With the House of Delegates voting 59 to 39 in favor of the Tebow Bill on Wednesday, Virginia is a step closer toward forcing public schools to allow home-schoolers to play on their sports teams.
The legislation is named after Denver Broncos' quarterback Tim Tebow, who was a home-schooler who got to play football at his local high school when such a law passed in Florida in 1996.
Should the Tebow Bill become law, tens of thousands of home-schoolers in Virginia will be able to play sports at their local high schools. The Tebow Bill will now be sent to the Senate.
The Tebow Bill in Virginia was introduced in 2005. It was sponsored by Delegate Robert B. Bell (R-Charlottesville), whose younger siblings were home-schooled.
They just want to try out, Bell told The Washington Post about home-schoolers. They just want a chance to participate with their friends, their neighbors, their community members.
Republicans are generally in support of the bill and Virginia Gov.
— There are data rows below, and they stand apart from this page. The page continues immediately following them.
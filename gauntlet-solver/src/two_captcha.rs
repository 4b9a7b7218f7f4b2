use std::time::Duration;

use async_trait::async_trait;
use gauntlet_common::{ChallengeKind, FlowError, Result, SolveRequest, SolveResponse};
use serde::Deserialize;
use tokio::time::{sleep, Instant};
use tracing::{debug, info, warn};

use crate::traits::CaptchaSolver;

const DEFAULT_ENDPOINT: &str = "https://2captcha.com";
const NOT_READY: &str = "CAPCHA_NOT_READY";

/// Wire shape of both `in.php` and `res.php` when called with `json=1`.
#[derive(Debug, Deserialize)]
struct ApiResponse {
    status: u8,
    request: String,
}

/// Client for a 2captcha-compatible solving service.
///
/// Protocol: submit the task to `in.php`, then poll `res.php` until the
/// worker produces a token or the overall solve timeout elapses.
#[derive(Debug)]
pub struct TwoCaptchaClient {
    client: reqwest::Client,
    api_key: String,
    endpoint: String,
    poll_interval: Duration,
    solve_timeout: Duration,
}

impl TwoCaptchaClient {
    pub fn new(
        api_key: String,
        endpoint: Option<String>,
        poll_interval: Duration,
        solve_timeout: Duration,
    ) -> Result<Self> {
        if api_key.is_empty() {
            return Err(FlowError::Config("solver api_key is empty".to_string()));
        }
        let client = reqwest::Client::builder()
            .connect_timeout(Duration::from_secs(10))
            .timeout(Duration::from_secs(30))
            .build()
            .map_err(|e| FlowError::Config(format!("failed to build HTTP client: {e}")))?;

        Ok(Self {
            client,
            api_key,
            endpoint: endpoint.unwrap_or_else(|| DEFAULT_ENDPOINT.to_string()),
            poll_interval,
            solve_timeout,
        })
    }

    fn method_for(kind: ChallengeKind) -> Result<&'static str> {
        match kind {
            ChallengeKind::Hcaptcha => Ok("hcaptcha"),
            // Text-heuristic detections cannot name a provider; Turnstile is
            // the dominant interstitial for the sites this targets.
            ChallengeKind::Turnstile | ChallengeKind::Unknown => Ok("turnstile"),
            ChallengeKind::None => Err(FlowError::Solver(
                "asked to solve with no challenge present".to_string(),
            )),
        }
    }

    async fn submit(&self, request: &SolveRequest) -> Result<String> {
        let method = Self::method_for(request.kind)?;
        let url = format!("{}/in.php", self.endpoint);
        let form = [
            ("key", self.api_key.as_str()),
            ("method", method),
            ("sitekey", request.site_key.as_str()),
            ("pageurl", request.page_url.as_str()),
            ("json", "1"),
        ];

        debug!(method, page_url = %request.page_url, "submitting solve task");
        let resp: ApiResponse = self
            .client
            .post(&url)
            .form(&form)
            .send()
            .await
            .map_err(|e| FlowError::Solver(format!("submit request failed: {e}")))?
            .json()
            .await
            .map_err(|e| FlowError::Solver(format!("malformed submit response: {e}")))?;

        if resp.status != 1 {
            return Err(FlowError::Solver(format!(
                "task rejected by solving service: {}",
                resp.request
            )));
        }
        Ok(resp.request)
    }

    async fn poll(&self, task_id: &str) -> Result<String> {
        let url = format!("{}/res.php", self.endpoint);
        let deadline = Instant::now() + self.solve_timeout;

        loop {
            sleep(self.poll_interval).await;

            let resp: ApiResponse = self
                .client
                .get(&url)
                .query(&[
                    ("key", self.api_key.as_str()),
                    ("action", "get"),
                    ("id", task_id),
                    ("json", "1"),
                ])
                .send()
                .await
                .map_err(|e| FlowError::Solver(format!("poll request failed: {e}")))?
                .json()
                .await
                .map_err(|e| FlowError::Solver(format!("malformed poll response: {e}")))?;

            if resp.status == 1 {
                return Ok(resp.request);
            }
            if resp.request != NOT_READY {
                return Err(FlowError::Solver(format!(
                    "solving service failed task {task_id}: {}",
                    resp.request
                )));
            }
            if Instant::now() >= deadline {
                return Err(FlowError::Solver(format!(
                    "no token after {:?} for task {task_id}",
                    self.solve_timeout
                )));
            }
            debug!(task_id, "token not ready yet");
        }
    }
}

#[async_trait]
impl CaptchaSolver for TwoCaptchaClient {
    async fn solve(&self, request: &SolveRequest) -> Result<SolveResponse> {
        let started = Instant::now();
        let task_id = self.submit(request).await?;
        let token = self.poll(&task_id).await?;
        info!(
            task_id,
            elapsed_ms = started.elapsed().as_millis() as u64,
            "challenge solved"
        );
        Ok(SolveResponse { token })
    }

    async fn balance(&self) -> Result<f64> {
        let url = format!("{}/res.php", self.endpoint);
        let resp: ApiResponse = self
            .client
            .get(&url)
            .query(&[
                ("key", self.api_key.as_str()),
                ("action", "getbalance"),
                ("json", "1"),
            ])
            .send()
            .await
            .map_err(|e| FlowError::Solver(format!("balance request failed: {e}")))?
            .json()
            .await
            .map_err(|e| FlowError::Solver(format!("malformed balance response: {e}")))?;

        if resp.status != 1 {
            return Err(FlowError::Solver(format!(
                "balance lookup failed: {}",
                resp.request
            )));
        }
        resp.request.parse::<f64>().map_err(|e| {
            warn!(raw = %resp.request, "unparsable balance");
            FlowError::Solver(format!("unparsable balance `{}`: {e}", resp.request))
        })
    }
}

#[cfg(test)]
mod tests {
    use super::*;
    use gauntlet_common::FailureKind;
    use serde_json::json;
    use wiremock::matchers::{body_string_contains, method, path, query_param};
    use wiremock::{Mock, MockServer, ResponseTemplate};

    fn client_for(server: &MockServer) -> TwoCaptchaClient {
        TwoCaptchaClient::new(
            "test-key".into(),
            Some(server.uri()),
            Duration::from_millis(10),
            Duration::from_secs(2),
        )
        .unwrap()
    }

    fn turnstile_request() -> SolveRequest {
        SolveRequest {
            kind: ChallengeKind::Turnstile,
            site_key: "0x4AAAAAAA".into(),
            page_url: "https://example.com/login".into(),
        }
    }

    #[tokio::test]
    async fn solve_submits_then_polls_until_token() {
        let server = MockServer::start().await;

        Mock::given(method("POST"))
            .and(path("/in.php"))
            .and(body_string_contains("method=turnstile"))
            .and(body_string_contains("sitekey=0x4AAAAAAA"))
            .respond_with(
                ResponseTemplate::new(200).set_body_json(json!({"status": 1, "request": "42"})),
            )
            .expect(1)
            .mount(&server)
            .await;

        // First poll not ready, second delivers the token.
        Mock::given(method("GET"))
            .and(path("/res.php"))
            .and(query_param("action", "get"))
            .respond_with(
                ResponseTemplate::new(200)
                    .set_body_json(json!({"status": 0, "request": "CAPCHA_NOT_READY"})),
            )
            .up_to_n_times(1)
            .mount(&server)
            .await;
        Mock::given(method("GET"))
            .and(path("/res.php"))
            .and(query_param("action", "get"))
            .respond_with(
                ResponseTemplate::new(200)
                    .set_body_json(json!({"status": 1, "request": "proof-token"})),
            )
            .mount(&server)
            .await;

        let client = client_for(&server);
        let response = client.solve(&turnstile_request()).await.unwrap();
        assert_eq!(response.token, "proof-token");
    }

    #[tokio::test]
    async fn rejected_submission_is_a_solver_error() {
        let server = MockServer::start().await;
        Mock::given(method("POST"))
            .and(path("/in.php"))
            .respond_with(
                ResponseTemplate::new(200)
                    .set_body_json(json!({"status": 0, "request": "ERROR_ZERO_BALANCE"})),
            )
            .mount(&server)
            .await;

        let client = client_for(&server);
        let err = client.solve(&turnstile_request()).await.unwrap_err();
        assert_eq!(err.kind(), FailureKind::Solver);
        assert!(err.to_string().contains("ERROR_ZERO_BALANCE"));
    }

    #[tokio::test]
    async fn poll_error_codes_terminate_early() {
        let server = MockServer::start().await;
        Mock::given(method("POST"))
            .and(path("/in.php"))
            .respond_with(
                ResponseTemplate::new(200).set_body_json(json!({"status": 1, "request": "7"})),
            )
            .mount(&server)
            .await;
        Mock::given(method("GET"))
            .and(path("/res.php"))
            .respond_with(
                ResponseTemplate::new(200)
                    .set_body_json(json!({"status": 0, "request": "ERROR_CAPTCHA_UNSOLVABLE"})),
            )
            .mount(&server)
            .await;

        let client = client_for(&server);
        let err = client.solve(&turnstile_request()).await.unwrap_err();
        assert!(err.to_string().contains("ERROR_CAPTCHA_UNSOLVABLE"));
    }

    #[tokio::test]
    async fn balance_parses_numeric_response() {
        let server = MockServer::start().await;
        Mock::given(method("GET"))
            .and(path("/res.php"))
            .and(query_param("action", "getbalance"))
            .respond_with(
                ResponseTemplate::new(200).set_body_json(json!({"status": 1, "request": "12.34"})),
            )
            .mount(&server)
            .await;

        let client = client_for(&server);
        assert_eq!(client.balance().await.unwrap(), 12.34);
    }

    #[test]
    fn hcaptcha_maps_to_its_own_method() {
        assert_eq!(
            TwoCaptchaClient::method_for(ChallengeKind::Hcaptcha).unwrap(),
            "hcaptcha"
        );
        assert_eq!(
            TwoCaptchaClient::method_for(ChallengeKind::Unknown).unwrap(),
            "turnstile"
        );
        assert!(TwoCaptchaClient::method_for(ChallengeKind::None).is_err());
    }

    #[test]
    fn empty_api_key_rejected() {
        let err = TwoCaptchaClient::new(
            String::new(),
            None,
            Duration::from_secs(5),
            Duration::from_secs(60),
        )
        .unwrap_err();
        assert_eq!(err.kind(), FailureKind::Config);
    }
}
Robert F. McDonnell, a Republican, has promised to sign it.
Home-school parents pay taxes like everybody else, McDonnell told the Post. It's just fair.
The Tebow Bill does have its opponents, which include some school boards and PTAs. They argue that students who receive home schooling are not required to meet the same academic criteria as public school athletes. That means, home-schooled children don't have to attend and pass five classes per day. The opponents believe that because of this, home-schoolers would end up taking team slots from the students in public schools.
The Post has reported that Delegate Eileen R. Filler-Corn (D-Fairfax) has urged her colleagues to vote against the bill.
It's about fairness for all students,'' she said.